# Task to carry out
Among the entries below, find how many lines carry the word "ExitCode" and state only that figure.
[Opening Input data section]
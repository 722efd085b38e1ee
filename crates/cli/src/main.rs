use std::process::ExitCode;

use clap::Parser;
use tracing_subscriber::EnvFilter;

use qgjob_cli::args::{Cli, Command};
use qgjob_cli::client::{ClientError, JobClient};

#[tokio::main]
async fn main() -> ExitCode {
    let cli = Cli::parse();

    // Logs go to stderr so stdout stays clean for command output.
    tracing_subscriber::fmt()
        .with_env_filter(
            EnvFilter::try_from_default_env().unwrap_or_else(|_| EnvFilter::new("warn")),
        )
        .with_writer(std::io::stderr)
        .init();

    match run(cli).await {
        Ok(()) => ExitCode::SUCCESS,
        Err(e) => {
            match e.downcast_ref::<ClientError>() {
                Some(ClientError::JobNotFound(_)) => eprintln!("{e}"),
                _ => eprintln!("Error: {e:#}"),
            }
            ExitCode::FAILURE
        }
    }
}

async fn run(cli: Cli) -> anyhow::Result<()> {
    let client = JobClient::new(&cli.server)?;

    match cli.command {
        Command::Submit(args) => {
            let payload = args.into_payload();
            println!("Submitting job: {}", serde_json::to_string(&payload)?);
            let job_id = client.submit(&payload).await?;
            println!("Job submitted. Job ID: {job_id}");
        }
        Command::Status { job_id } => {
            let record = client.status(&job_id).await?;
            println!("{}", serde_json::to_string_pretty(&record)?);
        }
    }

    Ok(())
}
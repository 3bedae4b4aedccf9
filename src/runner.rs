//! Single chokepoint for external command execution.
//!
//! Every command the engine issues goes through [`Runner`]: the fully
//! rendered command line is logged before anything runs, dry-run mode turns
//! execution into a distinguished [`BuildError::DidNotExecute`] sentinel,
//! and exploratory probes report exit status without treating non-zero as
//! fatal.

use std::process::{Command, Output, Stdio};

use tracing::{debug, info};

use crate::error::{BuildError, Result};

/// Executes external commands, honoring dry-run mode.
#[derive(Debug, Clone, Copy)]
pub struct Runner {
    dry_run: bool,
}

impl Runner {
    pub fn new(dry_run: bool) -> Self {
        Self { dry_run }
    }

    pub fn dry_run(&self) -> bool {
        self.dry_run
    }

    /// Run to completion, capturing output. Non-zero exit is fatal.
    ///
    /// Under dry-run the command is logged and [`BuildError::DidNotExecute`]
    /// is returned without spawning anything.
    pub fn run(&self, cmd: &mut Command) -> Result<Output> {
        let line = render(cmd);
        if self.dry_run {
            info!("(dry-run) not executing: {line}");
            return Err(BuildError::DidNotExecute(line));
        }
        info!("executing: {line}");
        let output = cmd
            .stdin(Stdio::null())
            .output()
            .map_err(|e| spawn_failed(&line, e))?;
        check_status(&line, &output)?;
        Ok(output)
    }

    /// Run with stdio inherited, for long builds and interactive sessions.
    pub fn run_streamed(&self, cmd: &mut Command) -> Result<()> {
        let line = render(cmd);
        if self.dry_run {
            info!("(dry-run) not executing: {line}");
            return Err(BuildError::DidNotExecute(line));
        }
        info!("executing: {line}");
        let status = cmd.status().map_err(|e| spawn_failed(&line, e))?;
        if !status.success() {
            return Err(BuildError::CommandFailed {
                command: line,
                status: status.code().unwrap_or(-1),
                output: String::new(),
            });
        }
        Ok(())
    }

    /// Exploratory probe: always executes, even under dry-run, and a
    /// non-zero exit is informational rather than fatal.
    pub fn probe(&self, cmd: &mut Command) -> Result<Output> {
        let line = render(cmd);
        debug!("probing: {line}");
        cmd.stdin(Stdio::null())
            .output()
            .map_err(|e| spawn_failed(&line, e))
    }
}

/// Swallow the dry-run sentinel at a call site that has nothing else to do.
///
/// Genuine failures still propagate; only [`BuildError::DidNotExecute`] is
/// converted to success.
pub fn skip_on_dry_run<T>(result: Result<T>) -> Result<()> {
    match result {
        Ok(_) => Ok(()),
        Err(BuildError::DidNotExecute(_)) => Ok(()),
        Err(e) => Err(e),
    }
}

/// Build a `Command` from a pre-rendered argument vector.
pub fn command_from(argv: &[String]) -> Command {
    assert!(!argv.is_empty(), "argument vector must name a program");
    let mut cmd = Command::new(&argv[0]);
    cmd.args(&argv[1..]);
    cmd
}

/// Render a command line the way a shell user would retype it.
pub fn render(cmd: &Command) -> String {
    let mut parts = vec![quote(&cmd.get_program().to_string_lossy())];
    parts.extend(cmd.get_args().map(|a| quote(&a.to_string_lossy())));
    parts.join(" ")
}

fn quote(s: &str) -> String {
    let safe = !s.is_empty()
        && s.chars().all(|c| {
            c.is_ascii_alphanumeric() || matches!(c, '-' | '_' | '.' | '/' | ':' | '=' | ',' | '@' | '+' | '%')
        });
    if safe {
        s.to_string()
    } else {
        format!("'{}'", s.replace('\'', r"'\''"))
    }
}

fn spawn_failed(line: &str, e: std::io::Error) -> BuildError {
    BuildError::CommandFailed {
        command: line.to_string(),
        status: -1,
        output: format!("failed to spawn: {e}"),
    }
}

fn check_status(line: &str, output: &Output) -> Result<()> {
    if output.status.success() {
        return Ok(());
    }
    let mut text = String::from_utf8_lossy(&output.stdout).into_owned();
    text.push_str(&String::from_utf8_lossy(&output.stderr));
    Err(BuildError::CommandFailed {
        command: line.to_string(),
        status: output.status.code().unwrap_or(-1),
        output: text.trim_end().to_string(),
    })
}
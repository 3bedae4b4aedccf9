//! Error types for build orchestration.
//!
//! Every failure the engine can surface is a distinct variant so that call
//! sites can tell a dry-run skip apart from a genuine command failure, and
//! so the binary can report each kind with the right wording.

use std::path::PathBuf;

use thiserror::Error;

/// Errors raised by the build engine and its collaborators.
#[derive(Debug, Error)]
pub enum BuildError {
    /// An external command exited non-zero (outside dry-run mode).
    #[error("command failed (exit {status}): {command}\n{output}")]
    CommandFailed {
        command: String,
        status: i32,
        output: String,
    },

    /// Dry-run sentinel: the command was rendered and logged but never run.
    ///
    /// Not a failure. Call sites that have nothing else to do swallow this
    /// via [`crate::runner::skip_on_dry_run`].
    #[error("not executed (dry-run): {0}")]
    DidNotExecute(String),

    /// A cached build-environment image records a spec digest that disagrees
    /// with the spec file on disk. Never silently rebuilt or reused.
    #[error("spec digest mismatch: image records {recorded}, current spec file is {current}")]
    DigestMismatch { recorded: String, current: String },

    /// More than one file matched a pattern expected to identify exactly one
    /// artifact. Guessing would silently build from the wrong sources.
    #[error(
        "ambiguous artifact: {count} files match '{pattern}' where exactly one was expected \
         (rename or remove the unwanted ones and try again)"
    )]
    AmbiguousArtifact { pattern: String, count: usize },

    /// The artifact was still missing after its producer step ran.
    #[error("no artifact matching '{pattern}' even after running its producer step")]
    MissingArtifact { pattern: String },

    /// None of the permitted image acquisition strategies succeeded.
    #[error("no available image source (permitted: {0})")]
    NoImageSource(String),

    /// Prerequisite resolution re-entered a step that is already running.
    #[error("prerequisite cycle detected at step '{0}'")]
    Cycle(String),

    #[error("configuration error: {0}")]
    Config(String),

    #[error("{path}: {source}")]
    Io {
        path: PathBuf,
        #[source]
        source: std::io::Error,
    },

    #[error(transparent)]
    Json(#[from] serde_json::Error),
}

impl BuildError {
    /// Attach a path to an io::Error.
    pub fn io(path: impl Into<PathBuf>, source: std::io::Error) -> Self {
        BuildError::Io {
            path: path.into(),
            source,
        }
    }
}

pub type Result<T> = std::result::Result<T, BuildError>;
use assert_cmd::Command;
use predicates::prelude::*;

fn buildbox() -> Command {
    Command::cargo_bin("buildbox").expect("binary builds")
}

#[test]
fn list_steps_names_every_step() {
    buildbox()
        .arg("--list-steps")
        .assert()
        .success()
        .stdout(
            predicate::str::contains("pkg-cache")
                .and(predicate::str::contains("build-image"))
                .and(predicate::str::contains("image"))
                .and(predicate::str::contains("configure"))
                .and(predicate::str::contains("build"))
                .and(predicate::str::contains("tarball"))
                .and(predicate::str::contains("source-package"))
                .and(predicate::str::contains("package"))
                .and(predicate::str::contains("custom"))
                .and(predicate::str::contains("interactive")),
        );
}

#[test]
fn help_lists_the_main_flags() {
    buildbox()
        .arg("--help")
        .assert()
        .success()
        .stdout(
            predicate::str::contains("--distro")
                .and(predicate::str::contains("--execute"))
                .and(predicate::str::contains("--dry-run"))
                .and(predicate::str::contains("--image-sources")),
        );
}

#[test]
fn unknown_step_is_rejected() {
    buildbox()
        .args(["--execute", "deploy-to-prod"])
        .assert()
        .failure()
        .stderr(predicate::str::contains("unknown step"));
}

#[test]
fn unknown_distro_is_rejected() {
    buildbox()
        .args(["--distro", "slackware"])
        .assert()
        .failure();
}

#[test]
fn missing_source_dir_fails_cleanly() {
    buildbox()
        .args([
            "--source-dir",
            "/nonexistent/buildbox-test",
            "--execute",
            "pkg-cache",
        ])
        .assert()
        .failure();
}

#[test]
fn pkg_cache_step_runs_against_a_scratch_tree() {
    let dir = tempfile::tempdir().unwrap();
    let cache = dir.path().join("cache");
    buildbox()
        .args(["--execute", "pkg-cache"])
        .args(["--source-dir", dir.path().to_str().unwrap()])
        .args(["--pkg-cache-dir", cache.to_str().unwrap()])
        .arg("--dry-run")
        .assert()
        .success();
    assert!(cache.join("_buildbox_centos9").join("lib").is_dir());
}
[Closing Input data section]
# Task result
4